The goal of simulation is to produce a number of synthetic datasets, where the outcomes are a function of the known regression coefficients. I would like to know if my reasoning behind creating synthetic data is valid.

The steps involved are:
STEP 1: Based on the true (observed) data, fit GLM (e.g., gamma family).
STEP 2: Make a synthetic predictors.
STEP 3: Based on the output from STEP 2 and the fitted or predict function in R, obtain the expected outcome.
STEP 4: Based on the expected outcome, get the estimated shape and scale parameters (based on E(X) and Var(X)).
STEP 5: Obtain simulated outcome using the rgamma function in R.
STEP 6: Combine the output from STEP 5 and the synthetic predictors from STEP 2 to obtain the full simulated data.

In this manner, I am able to generate a synthetic dataset with the same dimension as the true (observed) dataset. However, I am wondering if this is a right way and if I can (or need to) remove STEP 4 - 6.


1 Answer 1



Simulating data from a observed dataset is pretty straightforward. You have just to specify your regression coefficients. Unless, I miss something, but you don't need to predict anything. Indeed, if you have already observed data you can directly build your synthetic data on it.

I give you some code to illustrate what I am talking about.

#First option: Simulating data with regression coefficients
X = rgamma(1000,shape=2) #X can be your observed data or your simulated ones

synthetic = rgamma(1000, shape=exp(1.2*X+rnorm(1000, 0,1)) #Here we assume a log link for a gamma distribution, while putting gaussian noise

summary(glm(synthetic~X, family=Gamma(link="log"))) #Should give you B1 close to 1.2

#Second option: Simulate data corresponding to your observed dataset
observed = rgamma(1000, shape=5)+ rnorm(1000, 0, 0.2) #I added some gaussian noise 

intercept.only = summary(glm(observed~1, family=Gamma(link="identity")))

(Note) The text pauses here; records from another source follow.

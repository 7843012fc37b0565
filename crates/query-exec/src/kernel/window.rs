//! `window` (spec §4.4). No `window.go` ships in this pack's
//! `original_source` (only `window_test.go`); the bucketing behavior
//! below is grounded on reading that test file's cases rather than an
//! implementation.
//!
//! Re-keys every row into every fixed-size bucket it falls into, so
//! downstream kernels see one block per window instead of one block
//! per source shard. When `period > every` windows overlap and a row
//! is copied into each bucket whose span contains it, matching
//! `window_test.go`'s overlapping-window cases; `period == every`
//! (the common case) degenerates to one bucket per row, the tumbling
//! behavior.

use query_core::{Block, Duration, Result, Time};

use crate::dataset::Dataset;
use crate::kernel::{copy_row_cell, Transformation};

pub struct WindowTransformation {
    every: Duration,
    period: Duration,
    start: Time,
}

impl WindowTransformation {
    pub fn new(every: Duration, period: Duration, start: Time) -> Self {
        let period = if period.nanos() <= 0 { every } else { period };
        Self { every, period, start }
    }

    /// Every bucket start `t` falls into: a bucket starting at
    /// `start + k*every` contains `t` when `k*every <= t - start <
    /// k*every + period`, i.e. `k <= rel/every` and `k >
    /// (rel-period)/every`, so `k` ranges over
    /// `floor((rel-period)/every)+1 ..= floor(rel/every)`.
    fn bucket_starts(&self, t: Time) -> impl Iterator<Item = Time> + '_ {
        let every = self.every.nanos().max(1);
        let period = self.period.nanos().max(every);
        let rel = t.0 - self.start.0;
        let k_max = rel.div_euclid(every);
        let k_min = (rel - period).div_euclid(every) + 1;
        (k_min..=k_max).map(move |k| Time(self.start.0 + k * every))
    }
}

impl Transformation for WindowTransformation {
    fn process(&mut self, block: &Block, dataset: &mut Dataset) -> Result<()> {
        let period = self.period.nanos().max(1);
        for row in 0..block.num_rows() {
            let t = block.times()[row];
            for bucket_start in self.bucket_starts(t) {
                let bucket_stop = Time(bucket_start.0 + period);
                let builder = dataset.builder_for(
                    query_core::Bounds::new(bucket_start, bucket_stop),
                    block.tags().clone(),
                );
                if builder.is_schema_empty() {
                    for col in block.cols() {
                        builder.add_col(col.clone());
                    }
                }
                for (idx, col) in block.cols().iter().enumerate() {
                    copy_row_cell(builder, idx, col, block, row)?;
                }
            }
        }
        Ok(())
    }
}

#[cfg(test)]
mod tests {
    use std::sync::Arc;

    use query_core::{Allocator, Bounds, TriggerSpec};

    use super::*;
    use crate::testutil::float_block;

    #[test]
    fn buckets_rows_into_tumbling_windows() {
        let mut ds = Dataset::new(Arc::new(Allocator::unlimited()), TriggerSpec::AfterWatermark);
        let mut xf = WindowTransformation::new(Duration(10), Duration(10), Time(0));
        let block = float_block(Bounds::new(Time(0), Time(30)), "a", &[(1, 1.0), (11, 2.0), (25, 3.0)]);
        xf.process(&block, &mut ds).unwrap();
        let out = ds.drain_all();
        assert_eq!(out.len(), 3);
        let mut bounds: Vec<Bounds> = out.iter().map(|b| b.bounds()).collect();
        bounds.sort_by_key(|b| b.start);
        assert_eq!(
            bounds,
            vec![
                Bounds::new(Time(0), Time(10)),
                Bounds::new(Time(10), Time(20)),
                Bounds::new(Time(20), Time(30)),
            ]
        );
    }

    #[test]
    fn rows_stay_with_their_original_key() {
        let mut ds = Dataset::new(Arc::new(Allocator::unlimited()), TriggerSpec::AfterWatermark);
        let mut xf = WindowTransformation::new(Duration(10), Duration(10), Time(0));
        let block = float_block(Bounds::new(Time(0), Time(10)), "serverA", &[(1, 1.0)]);
        xf.process(&block, &mut ds).unwrap();
        let out = ds.drain_all();
        assert_eq!(out[0].tags().get("host").map(String::as_str), Some("serverA"));
    }

    #[test]
    fn a_row_lands_in_every_overlapping_window() {
        let mut ds = Dataset::new(Arc::new(Allocator::unlimited()), TriggerSpec::AfterWatermark);
        // every=10, period=20: each 10ns slot opens a 20ns-wide window,
        // so one row can fall into two overlapping windows at once.
        let mut xf = WindowTransformation::new(Duration(10), Duration(20), Time(0));
        let block = float_block(Bounds::new(Time(0), Time(40)), "a", &[(25, 1.0)]);
        xf.process(&block, &mut ds).unwrap();
        let out = ds.drain_all();
        let mut bounds: Vec<Bounds> = out.iter().map(|b| b.bounds()).collect();
        bounds.sort_by_key(|b| b.start);
        assert_eq!(bounds, vec![Bounds::new(Time(10), Time(30)), Bounds::new(Time(20), Time(40))]);
        for b in &out {
            assert_eq!(b.times(), &[Time(25)]);
        }
    }
}
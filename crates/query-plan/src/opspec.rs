//! Operation kinds: the logical-plan `OpSpec` side and the physical-plan
//! `ProcedureSpec` side, one pair per registered kind (spec §4.1, §4.3).
//!
//! Both sides are trait objects rather than a closed enum: the function
//! registry (`crate::registry`) is what lets new kinds be added without
//! touching the planner, so the planner can only ever see `dyn OpSpec` /
//! `dyn ProcedureSpec`.

use std::any::Any;
use std::fmt::Debug;

use query_core::{Duration, RowPredicateFn};
use serde::{Deserialize, Serialize};

use crate::pushdown::PushDownRule;

/// A logical-plan operation's kind-specific parameters.
pub trait OpSpec: Any + Send + Sync + Debug {
    fn kind(&self) -> &'static str;
    fn as_any(&self) -> &dyn Any;
}

/// A physical-plan procedure's kind-specific parameters.
///
/// `copy_spec` replaces Go's `Copy() ProcedureSpec`: push-down
/// duplication needs a deep clone of a subtree's specs, and trait objects
/// can't derive `Clone` directly.
pub trait ProcedureSpec: Any + Send + Sync + Debug {
    fn kind(&self) -> &'static str;
    fn as_any(&self) -> &dyn Any;
    fn as_any_mut(&mut self) -> &mut dyn Any;
    fn copy_spec(&self) -> Box<dyn ProcedureSpec>;

    /// Push-down rules this procedure offers, if any (spec §4.3). Most
    /// kinds return an empty vec and simply remain a separate node.
    fn push_down_rules(&self) -> Vec<PushDownRule> {
        Vec::new()
    }

    /// True if `root` already carries pushed-down state that conflicts
    /// with what `self` would fuse into it — the rewriter then fuses into
    /// a duplicate of `root`'s ancestor chain instead of `root` itself, so
    /// the other consumer already depending on `root` keeps its reading.
    fn conflicts(&self, _root: &dyn ProcedureSpec) -> bool {
        false
    }

    /// Fuses `self`'s behavior into `root`'s spec (already matched by one
    /// of `push_down_rules()`, and already confirmed non-conflicting via
    /// `conflicts` — or into a fresh duplicate when it was conflicting).
    fn push_down(&self, _root: &mut dyn ProcedureSpec) {}
}

macro_rules! simple_opspec {
    ($name:ident, $kind:literal) => {
        #[derive(Debug, Clone, Default)]
        pub struct $name;
        impl OpSpec for $name {
            fn kind(&self) -> &'static str {
                $kind
            }
            fn as_any(&self) -> &dyn Any {
                self
            }
        }
    };
}

// --- Logical op specs -------------------------------------------------

#[derive(Debug, Clone, Serialize, Deserialize)]
pub struct FromOpSpec {
    pub database: String,
}
impl OpSpec for FromOpSpec {
    fn kind(&self) -> &'static str {
        "from"
    }
    fn as_any(&self) -> &dyn Any {
        self
    }
}

#[derive(Debug, Clone, Copy, Serialize, Deserialize)]
pub struct BoundsSpec {
    pub start: query_core::QueryTime,
    pub stop: query_core::QueryTime,
}

#[derive(Debug, Clone, Serialize, Deserialize)]
pub struct RangeOpSpec {
    pub bounds: BoundsSpec,
}
impl OpSpec for RangeOpSpec {
    fn kind(&self) -> &'static str {
        "range"
    }
    fn as_any(&self) -> &dyn Any {
        self
    }
}

#[derive(Debug, Clone, Default, Serialize, Deserialize)]
pub struct LimitOpSpec {
    pub n: i64,
    pub offset: i64,
}
impl OpSpec for LimitOpSpec {
    fn kind(&self) -> &'static str {
        "limit"
    }
    fn as_any(&self) -> &dyn Any {
        self
    }
}

#[derive(Debug, Clone, Default, Serialize, Deserialize)]
pub struct GroupOpSpec {
    pub by: Vec<String>,
}
impl OpSpec for GroupOpSpec {
    fn kind(&self) -> &'static str {
        "group"
    }
    fn as_any(&self) -> &dyn Any {
        self
    }
}

#[derive(Debug, Clone)]
pub struct FilterOpSpec {
    pub predicate: RowPredicateFn,
}
impl OpSpec for FilterOpSpec {
    fn kind(&self) -> &'static str {
        "filter"
    }
    fn as_any(&self) -> &dyn Any {
        self
    }
}

simple_opspec!(SumOpSpec, "sum");
simple_opspec!(CountOpSpec, "count");
simple_opspec!(MeanOpSpec, "mean");
simple_opspec!(MinOpSpec, "min");
simple_opspec!(MaxOpSpec, "max");
simple_opspec!(StddevOpSpec, "stddev");
simple_opspec!(SpreadOpSpec, "spread");
simple_opspec!(SkewOpSpec, "skew");

#[derive(Debug, Clone, Default, Serialize, Deserialize)]
pub struct FirstOpSpec {
    pub column: String,
    pub use_row_time: bool,
}
impl OpSpec for FirstOpSpec {
    fn kind(&self) -> &'static str {
        "first"
    }
    fn as_any(&self) -> &dyn Any {
        self
    }
}

#[derive(Debug, Clone, Default, Serialize, Deserialize)]
pub struct LastOpSpec {
    pub column: String,
    pub use_row_time: bool,
}
impl OpSpec for LastOpSpec {
    fn kind(&self) -> &'static str {
        "last"
    }
    fn as_any(&self) -> &dyn Any {
        self
    }
}

#[derive(Debug, Clone, Default, Serialize, Deserialize)]
pub struct SampleOpSpec {
    pub column: String,
    pub use_row_time: bool,
    pub n: i64,
    pub pos: i64,
}
impl OpSpec for SampleOpSpec {
    fn kind(&self) -> &'static str {
        "sample"
    }
    fn as_any(&self) -> &dyn Any {
        self
    }
}

#[derive(Debug, Clone, Default, Serialize, Deserialize)]
pub struct PercentileOpSpec {
    pub percentile: f64,
    pub compression: f64,
    pub exact: bool,
}
impl OpSpec for PercentileOpSpec {
    fn kind(&self) -> &'static str {
        "percentile"
    }
    fn as_any(&self) -> &dyn Any {
        self
    }
}

#[derive(Debug, Clone, Default, Serialize, Deserialize)]
pub struct DerivativeOpSpec {
    pub unit: Duration,
    pub non_negative: bool,
    pub column: String,
}
impl OpSpec for DerivativeOpSpec {
    fn kind(&self) -> &'static str {
        "derivative"
    }
    fn as_any(&self) -> &dyn Any {
        self
    }
}

#[derive(Debug, Clone, Default, Serialize, Deserialize)]
pub struct DifferenceOpSpec {
    pub non_negative: bool,
    pub column: String,
}
impl OpSpec for DifferenceOpSpec {
    fn kind(&self) -> &'static str {
        "difference"
    }
    fn as_any(&self) -> &dyn Any {
        self
    }
}

#[derive(Debug, Clone, Default, Serialize, Deserialize)]
pub struct CovarianceOpSpec {
    pub pearsonr: bool,
    pub on: Vec<String>,
}
impl OpSpec for CovarianceOpSpec {
    fn kind(&self) -> &'static str {
        "covariance"
    }
    fn as_any(&self) -> &dyn Any {
        self
    }
}

#[derive(Debug, Clone, Default, Serialize, Deserialize)]
pub struct JoinOpSpec {
    pub on: Vec<String>,
}
impl OpSpec for JoinOpSpec {
    fn kind(&self) -> &'static str {
        "join"
    }
    fn as_any(&self) -> &dyn Any {
        self
    }
}

#[derive(Debug, Clone, Serialize, Deserialize)]
pub struct WindowOpSpec {
    pub every: Duration,
    pub period: Duration,
    pub start: Option<query_core::QueryTime>,
    pub round: Option<Duration>,
}
impl OpSpec for WindowOpSpec {
    fn kind(&self) -> &'static str {
        "window"
    }
    fn as_any(&self) -> &dyn Any {
        self
    }
}

#[derive(Debug, Clone)]
pub struct StateTrackingOpSpec {
    pub predicate: RowPredicateFn,
    pub count_label: String,
    pub duration_label: String,
    pub duration_unit: Duration,
}
impl OpSpec for StateTrackingOpSpec {
    fn kind(&self) -> &'static str {
        "stateTracking"
    }
    fn as_any(&self) -> &dyn Any {
        self
    }
}

#[derive(Debug, Clone, Serialize, Deserialize)]
pub struct YieldOpSpec {
    pub name: String,
}
impl OpSpec for YieldOpSpec {
    fn kind(&self) -> &'static str {
        "yield"
    }
    fn as_any(&self) -> &dyn Any {
        self
    }
}
//! `covariance` (spec §4.4). No `covariance.go` ships in this pack's
//! `original_source` (only `covariance_test.go`); the pearson-r form
//! below is grounded on reading that test file's cases rather than an
//! implementation.
//!
//! Operates downstream of a `join` (see [`crate::kernel::group`]'s
//! sibling `join` note below) on blocks carrying exactly two float
//! value columns — the joined pair. Accumulates the running sums
//! needed for sample covariance (and, when `pearsonr` is set, divides
//! by the product of the two sample standard deviations) per key,
//! flushing once the watermark closes that key.

use std::collections::HashMap;

use query_core::{Block, BlockKey, ColKind, ColMeta, ColumnType, Result, Time};

use crate::dataset::Dataset;
use crate::kernel::Transformation;

#[derive(Default, Clone, Copy)]
struct Accum {
    n: u64,
    sum_x: f64,
    sum_y: f64,
    sum_xy: f64,
    sum_x2: f64,
    sum_y2: f64,
}

impl Accum {
    fn add(&mut self, x: f64, y: f64) {
        self.n += 1;
        self.sum_x += x;
        self.sum_y += y;
        self.sum_xy += x * y;
        self.sum_x2 += x * x;
        self.sum_y2 += y * y;
    }

    fn covariance(&self) -> f64 {
        if self.n < 2 {
            return f64::NAN;
        }
        let n = self.n as f64;
        (self.sum_xy - self.sum_x * self.sum_y / n) / (n - 1.0)
    }

    fn pearson_r(&self) -> f64 {
        if self.n < 2 {
            return f64::NAN;
        }
        let n = self.n as f64;
        let cov = self.sum_xy - self.sum_x * self.sum_y / n;
        let var_x = self.sum_x2 - self.sum_x * self.sum_x / n;
        let var_y = self.sum_y2 - self.sum_y * self.sum_y / n;
        let denom = (var_x * var_y).sqrt();
        if denom == 0.0 {
            f64::NAN
        } else {
            cov / denom
        }
    }
}

pub struct CovarianceTransformation {
    pearsonr: bool,
    state: HashMap<BlockKey, Accum>,
}

impl CovarianceTransformation {
    pub fn new(pearsonr: bool) -> Self {
        Self {
            pearsonr,
            state: HashMap::new(),
        }
    }

    fn flush_closed(&mut self, mark: Time, dataset: &mut Dataset) -> Result<()> {
        let closed: Vec<BlockKey> = self
            .state
            .keys()
            .filter(|k| k.bounds.stop <= mark)
            .cloned()
            .collect();
        for key in closed {
            let accum = self.state.remove(&key).expect("key came from state.keys()");
            let value = if self.pearsonr {
                accum.pearson_r()
            } else {
                accum.covariance()
            };
            let builder = dataset.builder_for(key.bounds, key.tags);
            let (time_idx, value_idx) = if builder.is_schema_empty() {
                let t = builder.add_col(ColMeta::time("_time"));
                let v = builder.add_col(ColMeta::value("_value", ColumnType::Float));
                (t, v)
            } else {
                (0, 1)
            };
            builder.append_time(time_idx, key.bounds.stop)?;
            builder.append_float(value_idx, value)?;
        }
        Ok(())
    }
}

impl Transformation for CovarianceTransformation {
    fn process(&mut self, block: &Block, _dataset: &mut Dataset) -> Result<()> {
        let value_cols: Vec<usize> = block
            .cols()
            .iter()
            .enumerate()
            .filter(|(_, c)| c.kind == ColKind::Value && c.typ == ColumnType::Float)
            .map(|(i, _)| i)
            .collect();
        if value_cols.len() < 2 {
            return Ok(());
        }
        let Some(xs) = block.column(value_cols[0]).as_floats() else {
            return Ok(());
        };
        let Some(ys) = block.column(value_cols[1]).as_floats() else {
            return Ok(());
        };
        let key = block.key();
        let accum = self.state.entry(key).or_default();
        for (x, y) in xs.iter().zip(ys) {
            accum.add(*x, *y);
        }
        Ok(())
    }

    fn update_watermark(&mut self, mark: Time, dataset: &mut Dataset) -> Result<()> {
        self.flush_closed(mark, dataset)
    }

    fn finish(&mut self, dataset: &mut Dataset) -> Result<()> {
        self.flush_closed(Time(i64::MAX), dataset)
    }
}

#[cfg(test)]
mod tests {
    use std::sync::Arc;

    use query_core::{Allocator, BlockBuilder, Bounds, ColMeta, ColumnType, Tags, TriggerSpec};

    use super::*;

    fn joined_block(bounds: Bounds, rows: &[(i64, f64, f64)]) -> Block {
        let alloc = Arc::new(Allocator::unlimited());
        let mut builder = BlockBuilder::new(bounds, Tags::new(), alloc);
        let t = builder.add_col(ColMeta::time("_time"));
        let x = builder.add_col(ColMeta::value("_value_x", ColumnType::Float));
        let y = builder.add_col(ColMeta::value("_value_y", ColumnType::Float));
        for (time, xv, yv) in rows {
            builder.append_time(t, Time(*time)).unwrap();
            builder.append_float(x, *xv).unwrap();
            builder.append_float(y, *yv).unwrap();
        }
        builder.block()
    }

    #[test]
    fn perfectly_correlated_series_has_pearson_r_of_one() {
        let mut ds = Dataset::new(Arc::new(Allocator::unlimited()), TriggerSpec::AfterWatermark);
        let mut xf = CovarianceTransformation::new(true);
        let bounds = Bounds::new(Time(0), Time(10));
        let block = joined_block(bounds, &[(1, 1.0, 2.0), (2, 2.0, 4.0), (3, 3.0, 6.0)]);
        xf.process(&block, &mut ds).unwrap();
        xf.finish(&mut ds).unwrap();
        let out = ds.drain_all();
        assert_eq!(out.len(), 1);
        let r = out[0].column(1).as_floats().unwrap()[0];
        assert!((r - 1.0).abs() < 1e-9, "expected pearson r ~1.0, got {r}");
    }

    #[test]
    fn fewer_than_two_samples_is_nan() {
        let mut ds = Dataset::new(Arc::new(Allocator::unlimited()), TriggerSpec::AfterWatermark);
        let mut xf = CovarianceTransformation::new(false);
        let bounds = Bounds::new(Time(0), Time(10));
        let block = joined_block(bounds, &[(1, 1.0, 2.0)]);
        xf.process(&block, &mut ds).unwrap();
        xf.finish(&mut ds).unwrap();
        let out = ds.drain_all();
        assert!(out[0].column(1).as_floats().unwrap()[0].is_nan());
    }
}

#The parameters needed to simulate "synthetic" data
shape = intercept.only$coefficients[1,1]
dispersion = intercept.only$dispersion

#Simulate data with your estimates
simulated = rgamma(1000, shape=shape)

#Compare observed density to simulated one
plot(density(simulated), col="red", lty=1, lwd=2, main="Density Plot")
lines(density(rgamma(1000, shape=s.intercept.only$coefficients[1,1])), col="blue", lty=2, lwd=2)
legend(7,0.2, legend=c("Observed", "Simulated"), col=c("red", "blue"), lty=1:2, lwd=2)

However, if you want to mimic observed data while adding some noise within, predict data as you suggest should be an option. It will be pretty the same thing that estimating new data with observed data parameters like I initially suggested. Anyway I provided the two solutions.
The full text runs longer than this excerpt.